======== Supplied data
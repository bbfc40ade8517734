//! Stream access tokens.
//!
//! A token is an opaque 32-character alphanumeric string drawn from the OS
//! CSPRNG, valid for one hour from issuance. The store is a mutex-guarded
//! map from token to expiry; every accept-loop iteration runs the janitor
//! sweep so expired entries never pile up.

use std::collections::HashMap;
use std::sync::{Mutex, PoisonError};
use std::time::{Duration, Instant, SystemTime, UNIX_EPOCH};

use rand::distributions::Alphanumeric;
use rand::rngs::OsRng;
use rand::Rng;

/// Token length in characters.
pub const TOKEN_LEN: usize = 32;

/// Token lifetime.
pub const TOKEN_TTL: Duration = Duration::from_secs(3600);

struct TokenEntry {
    expires_at: Instant,
}

/// In-memory token store with TTL expiration.
#[derive(Default)]
pub struct TokenStore {
    entries: Mutex<HashMap<String, TokenEntry>>,
}

pub(crate) fn epoch_seconds() -> u64 {
    SystemTime::now()
        .duration_since(UNIX_EPOCH)
        .map(|d| d.as_secs())
        .unwrap_or(0)
}

impl TokenStore {
    pub fn new() -> Self {
        TokenStore::default()
    }

    /// Issues a fresh token. Returns the token and its absolute expiry as
    /// epoch seconds, as announced on the token topic.
    pub fn issue(&self) -> (String, u64) {
        let token: String = OsRng
            .sample_iter(&Alphanumeric)
            .take(TOKEN_LEN)
            .map(char::from)
            .collect();
        let expires_epoch = epoch_seconds() + TOKEN_TTL.as_secs();

        self.entries
            .lock()
            .unwrap_or_else(PoisonError::into_inner)
            .insert(
                token.clone(),
                TokenEntry {
                    expires_at: Instant::now() + TOKEN_TTL,
                },
            );
        (token, expires_epoch)
    }

    /// True iff the token exists and has not expired.
    pub fn validate(&self, token: &str) -> bool {
        let entries = self.entries.lock().unwrap_or_else(PoisonError::into_inner);
        entries
            .get(token)
            .map(|e| Instant::now() < e.expires_at)
            .unwrap_or(false)
    }

    /// Janitor sweep: removes expired entries, returns how many were culled.
    pub fn sweep(&self) -> usize {
        let mut entries = self.entries.lock().unwrap_or_else(PoisonError::into_inner);
        let before = entries.len();
        let now = Instant::now();
        entries.retain(|_, e| now < e.expires_at);
        before - entries.len()
    }

    pub fn len(&self) -> usize {
        self.entries
            .lock()
            .unwrap_or_else(PoisonError::into_inner)
            .len()
    }

    pub fn is_empty(&self) -> bool {
        self.len() == 0
    }

    /// Test hook: inserts a token with an arbitrary remaining lifetime.
    #[cfg(test)]
    pub(crate) fn insert_with_ttl(&self, token: &str, ttl: Duration) {
        self.entries.lock().unwrap().insert(
            token.to_string(),
            TokenEntry {
                expires_at: Instant::now() + ttl,
            },
        );
    }
}

#[cfg(test)]
mod tests {
    use super::*;

    #[test]
    fn issued_tokens_are_well_formed_and_valid() {
        let store = TokenStore::new();
        let (token, expires) = store.issue();

        assert_eq!(token.len(), TOKEN_LEN);
        assert!(token.chars().all(|c| c.is_ascii_alphanumeric()));
        assert!(expires >= epoch_seconds() + TOKEN_TTL.as_secs() - 1);
        assert!(store.validate(&token));
    }

    #[test]
    fn issued_tokens_are_unique() {
        let store = TokenStore::new();
        let (a, _) = store.issue();
        let (b, _) = store.issue();
        assert_ne!(a, b);
        assert_eq!(store.len(), 2);
    }

    #[test]
    fn unknown_token_is_invalid() {
        let store = TokenStore::new();
        assert!(!store.validate("deadbeef"));
    }

    #[test]
    fn expired_token_fails_validation() {
        let store = TokenStore::new();
        store.insert_with_ttl("stale0000000000000000000000000000", Duration::ZERO);
        assert!(!store.validate("stale0000000000000000000000000000"));
    }

    #[test]
    fn sweep_removes_only_expired_entries() {
        let store = TokenStore::new();
        store.insert_with_ttl("stale0000000000000000000000000000", Duration::ZERO);
        let (fresh, _) = store.issue();

        assert_eq!(store.sweep(), 1);
        assert_eq!(store.len(), 1);
        assert!(store.validate(&fresh));
    }
}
================
▶ [Brief]: Every entry, written out exactly, is what the response should contain.

▶ [The completed task]:
repository bbfc40ade8517734
//! Stream access tokens.
//!
//! A token is an opaque 32-character alphanumeric string drawn from the OS
//! CSPRNG, valid for one hour from issuance. The store is a mutex-guarded
//! map from token to expiry; every accept-loop iteration runs the janitor
//! sweep so expired entries never pile up.

use std::collections::HashMap;
use std::sync::{Mutex, PoisonError};
use std::time::{Duration, Instant, SystemTime, UNIX_EPOCH};

use rand::distributions::Alphanumeric;
use rand::rngs::OsRng;
use rand::Rng;

/// Token length in characters.
pub const TOKEN_LEN: usize = 32;

/// Token lifetime.
pub const TOKEN_TTL: Duration = Duration::from_secs(3600);

struct TokenEntry {
    expires_at: Instant,
}

/// In-memory token store with TTL expiration.
#[derive(Default)]
pub struct TokenStore {
    entries: Mutex<HashMap<String, TokenEntry>>,
}

pub(crate) fn epoch_seconds() -> u64 {
    SystemTime::now()
        .duration_since(UNIX_EPOCH)
        .map(|d| d.as_secs())
        .unwrap_or(0)
}

impl TokenStore {
    pub fn new() -> Self {
        TokenStore::default()
    }

    /// Issues a fresh token. Returns the token and its absolute expiry as
    /// epoch seconds, as announced on the token topic.
    pub fn issue(&self) -> (String, u64) {
        let token: String = OsRng
            .sample_iter(&Alphanumeric)
            .take(TOKEN_LEN)
            .map(char::from)
            .collect();
        let expires_epoch = epoch_seconds() + TOKEN_TTL.as_secs();

        self.entries
            .lock()
            .unwrap_or_else(PoisonError::into_inner)
            .insert(
                token.clone(),
                TokenEntry {
                    expires_at: Instant::now() + TOKEN_TTL,
                },
            );
        (token, expires_epoch)
    }

    /// True iff the token exists and has not expired.
    pub fn validate(&self, token: &str) -> bool {
        let entries = self.entries.lock().unwrap_or_else(PoisonError::into_inner);
        entries
            .get(token)
            .map(|e| Instant::now() < e.expires_at)
            .unwrap_or(false)
    }

    /// Janitor sweep: removes expired entries, returns how many were culled.
    pub fn sweep(&self) -> usize {
        let mut entries = self.entries.lock().unwrap_or_else(PoisonError::into_inner);
        let before = entries.len();
        let now = Instant::now();
        entries.retain(|_, e| now < e.expires_at);
        before - entries.len()
    }

    pub fn len(&self) -> usize {
        self.entries
            .lock()
            .unwrap_or_else(PoisonError::into_inner)
            .len()
    }

    pub fn is_empty(&self) -> bool {
        self.len() == 0
    }

    /// Test hook: inserts a token with an arbitrary remaining lifetime.
    #[cfg(test)]
    pub(crate) fn insert_with_ttl(&self, token: &str, ttl: Duration) {
        self.entries.lock().unwrap().insert(
            token.to_string(),
            TokenEntry {
                expires_at: Instant::now() + ttl,
            },
        );
    }
}

#[cfg(test)]
mod tests {
    use super::*;

    #[test]
    fn issued_tokens_are_well_formed_and_valid() {
        let store = TokenStore::new();
        let (token, expires) = store.issue();

        assert_eq!(token.len(), TOKEN_LEN);
        assert!(token.chars().all(|c| c.is_ascii_alphanumeric()));
        assert!(expires >= epoch_seconds() + TOKEN_TTL.as_secs() - 1);
        assert!(store.validate(&token));
    }

    #[test]
    fn issued_tokens_are_unique() {
        let store = TokenStore::new();
        let (a, _) = store.issue();
        let (b, _) = store.issue();
        assert_ne!(a, b);
        assert_eq!(store.len(), 2);
    }

    #[test]
    fn unknown_token_is_invalid() {
        let store = TokenStore::new();
        assert!(!store.validate("deadbeef"));
    }

    #[test]
    fn expired_token_fails_validation() {
        let store = TokenStore::new();
        store.insert_with_ttl("stale0000000000000000000000000000", Duration::ZERO);
        assert!(!store.validate("stale0000000000000000000000000000"));
    }

    #[test]
    fn sweep_removes_only_expired_entries() {
        let store = TokenStore::new();
        store.insert_with_ttl("stale0000000000000000000000000000", Duration::ZERO);
        let (fresh, _) = store.issue();

        assert_eq!(store.sweep(), 1);
        assert_eq!(store.len(), 1);
        assert!(store.validate(&fresh));
    }
}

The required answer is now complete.